**SOURCE DATA:**
* * * * *

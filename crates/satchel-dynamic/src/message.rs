//! Schema-driven unpacking of whole messages.
//!
//! Every message on the wire starts with the 6-byte `SsHeader` (`uid: u32`,
//! `len: u16`, both big-endian). [`unpack_message`] validates the header
//! against the type graph and materialises the full record as a
//! [`StructValue`].

use satchel_schema::{builder::HEADER_PACKED_SIZE, DescriptorBuilder};
use satchel_wire::WireScalar;

use crate::errors::UnpackError;
use crate::value::StructValue;

/// Unpack one complete wire record into a dynamic value tree.
///
/// Validation order mirrors the trust chain: the buffer must cover a header,
/// the header's `len` must equal the buffer length, the `uid` must name a
/// known message, and `len` must equal that message's packed size. Only then
/// is the tree built and filled (header field included).
///
/// # Errors
///
/// - [`UnpackError::InvalidLen`] if the buffer is shorter than a header, or
///   disagrees with the header's `len`, or `len` disagrees with the resolved
///   descriptor's packed size.
/// - [`UnpackError::InvalidUid`] if no message in `types` has the header's
///   UID.
pub fn unpack_message(
    buf: &[u8],
    types: &DescriptorBuilder,
) -> Result<StructValue, UnpackError> {
    if buf.len() < HEADER_PACKED_SIZE {
        return Err(UnpackError::InvalidLen { expected: HEADER_PACKED_SIZE, actual: buf.len() });
    }

    let uid = u32::unpack_be(buf);
    let len = usize::from(u16::unpack_be(&buf[4..]));

    if len != buf.len() {
        return Err(UnpackError::InvalidLen { expected: len, actual: buf.len() });
    }

    let descriptor =
        types.message_by_uid(uid).ok_or(UnpackError::InvalidUid { uid })?;

    if descriptor.packed_size() != len {
        return Err(UnpackError::InvalidLen {
            expected: descriptor.packed_size(),
            actual: len,
        });
    }

    let mut msg = StructValue::new(descriptor);
    msg.unpack(buf)?;
    Ok(msg)
}

#[cfg(test)]
mod tests {
    use super::*;

    fn types() -> DescriptorBuilder {
        DescriptorBuilder::from_str(
            "Ping:\n  type: Message\n  fields:\n    - counter: uint32\n",
        )
        .expect("schema should parse")
    }

    fn ping_record(types: &DescriptorBuilder, counter: u32) -> Vec<u8> {
        let ping = types.get("Ping").unwrap();
        let mut buf = vec![0u8; ping.packed_size()];
        ping.uid().pack_be(&mut buf);
        (ping.packed_size() as u16).pack_be(&mut buf[4..]);
        counter.pack_be(&mut buf[6..]);
        buf
    }

    #[test]
    fn well_formed_record_unpacks() {
        let types = types();
        let buf = ping_record(&types, 41);

        let msg = unpack_message(&buf, &types).expect("record should unpack");
        assert_eq!(*msg.get::<u32>("counter").unwrap(), 41);

        let header = msg.get::<StructValue>("ss_header").unwrap();
        assert_eq!(*header.get::<u32>("uid").unwrap(), types.get("Ping").unwrap().uid());
        assert_eq!(*header.get::<u16>("len").unwrap(), 10);
    }

    #[test]
    fn truncated_buffer_is_invalid_len() {
        let types = types();
        let err = unpack_message(&[0x01, 0x02], &types).unwrap_err();
        assert_eq!(err, UnpackError::InvalidLen { expected: 6, actual: 2 });
    }

    #[test]
    fn header_len_must_match_buffer() {
        let types = types();
        let mut buf = ping_record(&types, 1);
        buf.push(0); // one trailing byte the header does not account for

        let err = unpack_message(&buf, &types).unwrap_err();
        assert_eq!(err, UnpackError::InvalidLen { expected: 10, actual: 11 });
    }

    #[test]
    fn unknown_uid_is_surfaced() {
        let types = types();
        let mut buf = ping_record(&types, 1);
        0xDEAD_BEEFu32.pack_be(&mut buf);

        let err = unpack_message(&buf, &types).unwrap_err();
        assert_eq!(err, UnpackError::InvalidUid { uid: 0xDEAD_BEEF });
    }
}
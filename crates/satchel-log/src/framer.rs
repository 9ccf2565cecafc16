//! Buffered streaming record extraction.
//!
//! [`BufferedRecordReader`] turns a byte stream into whole records without
//! loading the log into memory. It keeps a shift-and-fill buffer: when too
//! few unread bytes remain for the next header or record, unread bytes move
//! to the front and the tail refills from the source. Headers and records
//! are therefore always contiguous in the buffer; they are never split
//! across a shift boundary.
//!
//! Records larger than the buffer grow it to four times the record length,
//! which amortises the shifting cost when a stream of oversized records
//! would otherwise realign the buffer on every read.

use std::io::Read;

use tracing::trace;
use zerocopy::byteorder::{BigEndian, U16, U32};
use zerocopy::{FromBytes, Immutable, KnownLayout, Unaligned};

use satchel_dynamic::UnpackError;

use crate::errors::{LogError, Result};

/// The 6-byte record header: message UID and total record length, both
/// big-endian. Parsed as a zero-copy view over the buffer.
#[derive(FromBytes, KnownLayout, Immutable, Unaligned)]
#[repr(C)]
pub(crate) struct RecordHeader {
    uid: U32<BigEndian>,
    len: U16<BigEndian>,
}

impl RecordHeader {
    /// Serialized header size.
    pub(crate) const SIZE: usize = 6;

    pub(crate) fn uid(&self) -> u32 {
        self.uid.get()
    }

    pub(crate) fn len(&self) -> u16 {
        self.len.get()
    }
}

/// One extracted record: its UID and its full bytes, header included.
#[derive(Debug)]
pub(crate) struct Record<'a> {
    pub uid: u32,
    pub bytes: &'a [u8],
}

/// Shift-and-fill framer over a byte source.
pub(crate) struct BufferedRecordReader<R> {
    source: R,
    buf: Vec<u8>,
    /// Next unread byte within `buf`.
    index: usize,
    /// Valid bytes in `buf`.
    used: usize,
    /// Absolute stream offset of `buf[index]`, for diagnostics.
    offset: u64,
}

const DEFAULT_BUF_SIZE: usize = 4096;

impl<R: Read> BufferedRecordReader<R> {
    /// Wrap `source`, which must already be positioned at the first record.
    /// `start_offset` is that position, used only in error reports.
    pub(crate) fn new(source: R, start_offset: u64) -> Self {
        Self {
            source,
            buf: vec![0u8; DEFAULT_BUF_SIZE],
            index: 0,
            used: 0,
            offset: start_offset,
        }
    }

    /// Extract the next record, refilling from the source as needed.
    ///
    /// Returns `Ok(None)` on a clean end of stream (no bytes after the last
    /// record).
    ///
    /// # Errors
    ///
    /// [`LogError::CorruptedLogEnd`] if the stream ends mid-header or
    /// mid-record; [`LogError::Record`] if a header's `len` cannot cover the
    /// header itself; I/O errors from the source.
    pub(crate) fn next_record(&mut self) -> Result<Option<Record<'_>>> {
        if self.remaining() < RecordHeader::SIZE {
            self.shift_and_fill()?;

            if self.remaining() == 0 {
                return Ok(None);
            }
            if self.remaining() < RecordHeader::SIZE {
                return Err(LogError::CorruptedLogEnd { offset: self.offset });
            }
        }

        let header = RecordHeader::ref_from_prefix(&self.buf[self.index..])
            .map_err(|_| LogError::CorruptedLogEnd { offset: self.offset })?
            .0;
        let uid = header.uid();
        let len = usize::from(header.len());

        // A record's length covers its own header; anything shorter cannot
        // frame and would stall the stream.
        if len < RecordHeader::SIZE {
            return Err(LogError::Record(UnpackError::InvalidLen {
                expected: RecordHeader::SIZE,
                actual: len,
            }));
        }

        if 4 * len > self.buf.len() {
            trace!(record_len = len, capacity = 4 * len, "growing framer buffer");
            self.buf.resize(4 * len, 0);
        }

        if len > self.remaining() {
            self.shift_and_fill()?;
            if len > self.remaining() {
                return Err(LogError::CorruptedLogEnd { offset: self.offset });
            }
        }

        let start = self.index;
        self.index += len;
        self.offset += len as u64;

        Ok(Some(Record { uid, bytes: &self.buf[start..start + len] }))
    }

    fn remaining(&self) -> usize {
        self.used - self.index
    }

    /// Move unread bytes to the buffer front and refill the tail.
    fn shift_and_fill(&mut self) -> std::io::Result<()> {
        let carried = self.remaining();
        self.buf.copy_within(self.index..self.used, 0);
        self.used = carried;
        self.index = 0;

        while self.used < self.buf.len() {
            let n = self.source.read(&mut self.buf[self.used..])?;
            if n == 0 {
                break;
            }
            self.used += n;
        }
        trace!(offset = self.offset, carried, filled = self.used, "framer refill");
        Ok(())
    }
}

* * * * *

**ACTIVITY:** Take the listing above and repeat exactly the lines from the one containing "pub(crate) fn next_record(&mut" through the one containing "let len = usize::from(header.len());", both included.

**ANSWER FOR THIS EXERCISE:**
    pub(crate) fn next_record(&mut self) -> Result<Option<Record<'_>>> {
        if self.remaining() < RecordHeader::SIZE {
            self.shift_and_fill()?;

            if self.remaining() == 0 {
                return Ok(None);
            }
            if self.remaining() < RecordHeader::SIZE {
                return Err(LogError::CorruptedLogEnd { offset: self.offset });
            }
        }

        let header = RecordHeader::ref_from_prefix(&self.buf[self.index..])
            .map_err(|_| LogError::CorruptedLogEnd { offset: self.offset })?
            .0;
        let uid = header.uid();
        let len = usize::from(header.len());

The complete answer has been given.